Poesie di Nadia Anjuman

6 Comments

  1. “… io, in un angolo della prigione
    lutto e rimpianto
    io, nata invano con tutto l’amore in bocca….”

    Nel mondo i più devono ancora giustificare il loro essere nate (e qualche volta nati) .
    In questo risiede già tutto il male.

    La complicità di tutti gli apparati con le presunte tradizioni, che però vengono messe da parte negli affari e quando non fanno comodo ai più forti, impedisce una visione chiara dei soprusi.

    Questo articolo rende giustizia a Nadia Anjuman ma sappiamo che lasciando solo alla poesia la giustizia, nel senso alto del termine, come qualcosa che riguarda tutti, chi irride i meno difesi purtroppo vincerà.

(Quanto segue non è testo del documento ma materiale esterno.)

//! # Cover Image I/O
//!
//! Loading and saving cover images with the `image` crate. Any format the
//! crate can decode is accepted as input, but output is restricted to
//! lossless formats: a lossy encoder rewrites pixel values and destroys the
//! hidden bits.

use std::path::Path;

use image::{GenericImageView, ImageFormat};
use log::debug;

use super::pixels::CoverImage;
use crate::error::{StegError, StegResult};

/// Load a cover image from disk.
///
/// # Errors
/// - The file cannot be read
/// - The file is not an image format the `image` crate understands
pub fn load_cover<P: AsRef<Path>>(path: P) -> StegResult<CoverImage> {
    let path = path.as_ref();
    let image = image::open(path)?;
    let (width, height) = image.dimensions();
    debug!(
        "Loaded {} ({}x{}, {:?})",
        path.display(),
        width,
        height,
        image.color()
    );
    Ok(CoverImage::new(image))
}

/// Save a cover image, picking the encoder from the file extension.
///
/// The format is validated before anything is written, so a rejected path
/// never leaves a partial file behind.
pub fn save_cover<P: AsRef<Path>>(cover: &CoverImage, path: P) -> StegResult<()> {
    let path = path.as_ref();
    let format = lossless_format_for(path)?;
    cover.as_dynamic().save_with_format(path, format)?;
    debug!("Saved {} as {:?}", path.display(), format);
    Ok(())
}

/// Resolve the output format for `path`, rejecting anything lossy.
pub fn lossless_format_for(path: &Path) -> StegResult<ImageFormat> {
    let format = ImageFormat::from_path(path).map_err(|_| {
        StegError::UnsupportedFormat(format!("cannot infer format of {}", path.display()))
    })?;
    ensure_lossless(format)?;
    Ok(format)
}

fn ensure_lossless(format: ImageFormat) -> StegResult<()> {
    match format {
        ImageFormat::Png | ImageFormat::Bmp | ImageFormat::Tiff => Ok(()),
        other => Err(StegError::UnsupportedFormat(format!(
            "{other:?} does not preserve least significant bits, use PNG, BMP or TIFF"
        ))),
    }
}
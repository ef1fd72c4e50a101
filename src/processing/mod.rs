//! # Image Processing and Steganography
//!
//! - [`pixels`]: the channel-0 pixel view the codec works against
//! - [`steganography`]: LSB embedding and extraction
//! - [`image_io`]: loading and saving cover images

pub mod image_io;
pub mod pixels;
pub mod steganography;

// Re-export main functions for convenience
pub use image_io::{load_cover, save_cover};
pub use pixels::{CoverImage, PixelGrid};
pub use steganography::{capacity_bytes, embed, embed_in_place, extract, TERMINATOR};
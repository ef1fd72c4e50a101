//! # lsb-steg
//!
//! Hide text inside the least significant bits of an image's first color
//! channel, optionally protected by a password.
//!
//! ## Modules
//!
//! - [`processing`]: pixel grid view, LSB codec, and cover image I/O
//! - [`encryption`]: PBKDF2 key derivation, AES-256-GCM, and the base64url envelope
//! - [`pipeline`]: hide/reveal combining the two
//! - [`common`]: configuration
//! - [`utils`]: logging setup for binaries
//!
//! ## Example
//! ```ignore
//! let cover = lsb_steg::processing::load_cover("cover.png")?;
//! let stego = lsb_steg::hide_message(&cover, "Hello, World!", Some("pw"))?;
//! lsb_steg::processing::save_cover(&stego, "stego.png")?;
//! ```

pub mod common;
pub mod encryption;
pub mod error;
pub mod pipeline;
pub mod processing;
pub mod utils;

pub use error::{StegError, StegResult};
pub use pipeline::{hide_in_file, hide_message, reveal_from_file, reveal_message, Capacity};
pub use processing::{CoverImage, PixelGrid};
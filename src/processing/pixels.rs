//! # Pixel Grid Abstraction
//!
//! The codec only needs three things from an image: how many pixels it has,
//! and read/write access to the first channel of each pixel (red for color
//! images, luma for grayscale). [`PixelGrid`] captures exactly that, so the
//! codec never depends on a particular container or file format.
//!
//! Pixels are addressed in row-major order, matching the order the `image`
//! crate stores them in.

use image::{DynamicImage, GenericImageView, ImageBuffer, Pixel};

/// Channel-0 view over an ordered sequence of 8-bit pixels.
pub trait PixelGrid {
    /// Number of pixels, i.e. the maximum number of bits the grid can carry.
    fn pixel_count(&self) -> usize;

    /// Channel-0 value of pixel `index`.
    ///
    /// # Panics
    /// If `index >= pixel_count()`.
    fn channel0(&self, index: usize) -> u8;

    /// Overwrite channel 0 of pixel `index`, leaving every other channel untouched.
    ///
    /// # Panics
    /// If `index >= pixel_count()`.
    fn set_channel0(&mut self, index: usize, value: u8);
}

impl<P> PixelGrid for ImageBuffer<P, Vec<u8>>
where
    P: Pixel<Subpixel = u8>,
{
    fn pixel_count(&self) -> usize {
        self.width() as usize * self.height() as usize
    }

    fn channel0(&self, index: usize) -> u8 {
        let raw: &[u8] = self;
        raw[index * P::CHANNEL_COUNT as usize]
    }

    fn set_channel0(&mut self, index: usize, value: u8) {
        let raw: &mut [u8] = self;
        raw[index * P::CHANNEL_COUNT as usize] = value;
    }
}

/// A decoded cover image with 8-bit channels.
///
/// Wraps a [`DynamicImage`] so the original color type survives an embed:
/// grayscale stays grayscale, RGB stays RGB. Images with 16-bit or float
/// channels are converted to RGBA8 on construction.
#[derive(Debug, Clone)]
pub struct CoverImage {
    image: DynamicImage,
}

impl CoverImage {
    pub fn new(image: DynamicImage) -> Self {
        let image = match image {
            DynamicImage::ImageLuma8(_)
            | DynamicImage::ImageLumaA8(_)
            | DynamicImage::ImageRgb8(_)
            | DynamicImage::ImageRgba8(_) => image,
            other => DynamicImage::ImageRgba8(other.to_rgba8()),
        };
        Self { image }
    }

    pub fn dimensions(&self) -> (u32, u32) {
        self.image.dimensions()
    }

    pub fn as_dynamic(&self) -> &DynamicImage {
        &self.image
    }

    pub fn into_dynamic(self) -> DynamicImage {
        self.image
    }

    fn stride(&self) -> usize {
        self.image.color().channel_count() as usize
    }

    fn raw_mut(&mut self) -> &mut [u8] {
        match &mut self.image {
            DynamicImage::ImageLuma8(buf) => &mut **buf,
            DynamicImage::ImageLumaA8(buf) => &mut **buf,
            DynamicImage::ImageRgb8(buf) => &mut **buf,
            DynamicImage::ImageRgba8(buf) => &mut **buf,
            _ => unreachable!("CoverImage::new normalizes to 8-bit"),
        }
    }
}

impl From<DynamicImage> for CoverImage {
    fn from(image: DynamicImage) -> Self {
        Self::new(image)
    }
}

impl PixelGrid for CoverImage {
    fn pixel_count(&self) -> usize {
        let (width, height) = self.image.dimensions();
        width as usize * height as usize
    }

    fn channel0(&self, index: usize) -> u8 {
        self.image.as_bytes()[index * self.stride()]
    }

    fn set_channel0(&mut self, index: usize, value: u8) {
        let offset = index * self.stride();
        self.raw_mut()[offset] = value;
    }
}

    Grazie della proposta.

  2. “Sono imprigionata in questo angolo
    Piena di malinconia e di dispiacere.
    Le mie ali sono chiuse e non posso volare.”

    avere scritto di lei e di tutte le altre donne che, come lei hanno patito e ancora sopportano il peso di una INGIUSTA FALSA GIUSTIZIA, DI UNA ILLECITA RELIGIONE in cui uomini che sono di fatto ASSASSINI si prendono l’arbitrio di aministrare una parola che appartiene solo al dio che non è “loro”, vale a dire non gli appartiene nemmeno attraverso la parola, mi ha permesso di dire che sono presente, che non mi tiro indietro, che il mio dire e fare si muovono con il mio pensare attraverso ogni mio gesto, attraverso la mia vita, ed è questo, che intendo diffondere, questa presenza nel chiamare anche le altre, gli altri, ad essere presenti ad agire. f.f.

  3. Poesia e vicenda che tolgono le parole.
    Da una parte per l’intensità che scaturisce dai versi, dall’altra per la drammaticità della vicenda.
    Nino

  4. ciò che sempre mi sorprende è che siano le donne, non gli uomini, a patire cose di questo genere e non per aver commesso atti eclatanti, bestiali, feroci, come invece accade per gli uomini Vedasi questi tristissimi giorni) e che questo continui da lunghissimi anni senza che nulla abbia modificato il loro stare nella società di cui sono la forza lavoro più produttiva.fernanda f.